Vert-de-gris, le septième volet des aventures de Bernie Gunther, possède toute l'adrénaline et la vivacité d'esprit auxquelles Philip Kerr nous a habitués.

Né à Édimbourg en 1956, Philip Kerr a fait des études de droit avant de devenir journaliste puis écrivain. Unanimement saluée par la critique et couronnée de nombreux prix, la série autour de Bernie Gunther a fait de Philip Kerr un auteur reconnu dans le monde entier. Il est traduit dans plus de trente langues.

Le choix des libraires : choisi le 06/02/2013 par Frédéric Boillot de la librairie INTERLIGNES à LIMOURS, France

1954, Bernie Gunther alors qu'il fuit Cuba, est arrêté par les autorités américaines qui le transfèrent en Allemagne afin de l'interroger sur Erich Mielke, militant communiste que Bernie connut à Berlin avant-guerre et est devenu un des dirigeants de la police est-allemande.
Au gré des interrogatoires qu'il subit, Bernie raconte l'histoire qu'un quart de siècle, entre l'avènement d'Hitler et la mort de Staline, qui plongea des populations entières, après quelques années d'aveuglement, dans l'horreur et la misère. Quelques individus, déterminés, calculateurs, sans scrupule, ambitieux, fanatiques ou cyniques, causèrent le malheur et la ruine des populations. Bernie, à leur contact ou à leur service, tente de conserver la maîtrise des évènements et sa faculté de jugement concernant la moralité de leurs actions. Ses méthodes, ses constats amers sur les différents services policiers, ses jugements sévères sur chacune des forces en présence, bien évidemment les Nazis, mais également les purges communistes sur le Front Républicain espagnol, les camps d'internement français, les méthodes des Alliés, peuvent nous déconcerter ou nous mettre mal à l'aise, mais ils soulignent la folie tragique de cette période.

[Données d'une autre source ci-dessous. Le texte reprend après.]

//! Search box wiring against the current header subtree.

use std::rc::Rc;

use wasm_bindgen::JsCast;
use wasm_bindgen::prelude::*;
use web_sys::{Document, Element, HtmlInputElement, KeyboardEvent};

use rsx_core::search::search_bar;

use super::App;
use super::dom::{self, Listener};
use crate::controller::WireOutcome;
use crate::search_box::SearchView;

const CONTAINER: &str = ".search-container";
const HEADER_NAV: &str = ".header-nav";

#[derive(Clone)]
struct Widgets {
    input: HtmlInputElement,
    clear: Element,
    results: Element,
}

impl Widgets {
    fn show(&self, view: &SearchView) {
        self.results.set_inner_html(&view.results_html);
        dom::set_display(&self.results, view.results_visible);
        dom::set_display(&self.clear, view.clear_visible);
        if self.input.value() != view.input {
            self.input.set_value(&view.input);
        }
        if !view.focused {
            let _ = self.input.blur();
        }
    }
}

pub fn wire(app: &Rc<App>) -> Result<(), JsValue> {
    let doc = dom::document()?;
    let container = match dom::query(&doc, CONTAINER) {
        Some(container) => container,
        None => {
            let Some(nav) = dom::query(&doc, HEADER_NAV) else {
                tracing::debug!("no header navigation, search skipped");
                return Ok(());
            };
            let container = doc.create_element("div")?;
            container.set_class_name("search-container");
            container.set_inner_html(&search_bar().into_string());
            nav.insert_before(&container, nav.first_child().as_ref())?;
            container
        }
    };

    let (Some(input), Some(clear), Some(results)) = (
        dom::query(&doc, ".search-input").and_then(|el| el.dyn_into::<HtmlInputElement>().ok()),
        dom::query(&doc, ".search-clear"),
        dom::query(&doc, ".search-results"),
    ) else {
        return Ok(());
    };

    match app.controller.wire_search() {
        WireOutcome::Attached { .. } => {}
        WireOutcome::AlreadyWired { .. } | WireOutcome::NotReady => return Ok(()),
    }

    let widgets = Widgets { input, clear, results };
    let listeners = listen(app, &doc, container, widgets)?;
    *app.search.borrow_mut() = listeners;
    Ok(())
}

fn listen(app: &Rc<App>, doc: &Document, container: Element, widgets: Widgets) -> Result<Vec<Listener>, JsValue> {
    let mut listeners = Vec::new();

    let weak = Rc::downgrade(app);
    let w = widgets.clone();
    listeners.push(Listener::new(&widgets.input, "input", move |_| {
        let Some(app) = weak.upgrade() else { return };
        if let Some(view) = app.controller.search_input(&w.input.value()) {
            w.show(&view);
        }
    })?);

    let weak = Rc::downgrade(app);
    let w = widgets.clone();
    listeners.push(Listener::new(&widgets.clear, "click", move |_| {
        let Some(app) = weak.upgrade() else { return };
        if let Some(view) = app.controller.with_search(|sb| sb.on_clear().clone()) {
            w.show(&view);
        }
    })?);

    let weak = Rc::downgrade(app);
    let w = widgets.clone();
    listeners.push(Listener::new(&widgets.input, "keydown", move |event| {
        let Some(key) = event.dyn_ref::<KeyboardEvent>().map(KeyboardEvent::key) else { return };
        let Some(app) = weak.upgrade() else { return };
        if let Some(view) = app.controller.with_search(|sb| sb.on_key(&key).clone()) {
            w.show(&view);
        }
    })?);

    let weak = Rc::downgrade(app);
    listeners.push(Listener::new(doc, "click", move |event| {
        let inside = dom::event_within(&container, &event);
        let Some(app) = weak.upgrade() else { return };
        if inside {
            return;
        }
        if let Some(view) = app.controller.with_search(|sb| sb.on_document_click(false).clone()) {
            widgets.show(&view);
        }
    })?);

    tracing::debug!(generation = app.controller.header_generation(), "search listeners attached");
    Ok(listeners)
}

La revue de presse : Yann Plougastel - Le Monde du 14 février 2013

Comment ne pas accrocher à une intrigue qui démarre, à la façon d'un roman de Graham Greene, dans le plus chic bordel de La Havane, en 1954, et s'achève quelques mois plus tard à Berlin-Est, comme dans un livre de John le Carré ?...
Philip Kerr ne déroge pas aux règles qui ont assuré le succès d'une série démarrée au début des années 1990 avec La Trilogie berlinoise : entremêler réalité et fiction dans un cocktail de rigueur historique, d'obsession du détail, de roman noir et d'humour...
Toujours est-il que, grâce à ses incessants va-et-vient entre réalité et fiction, Philip Kerr réussit cette fois-ci le tour de force de nous donner à voir de l'intérieur la période la plus sombre de la Guerre Froide.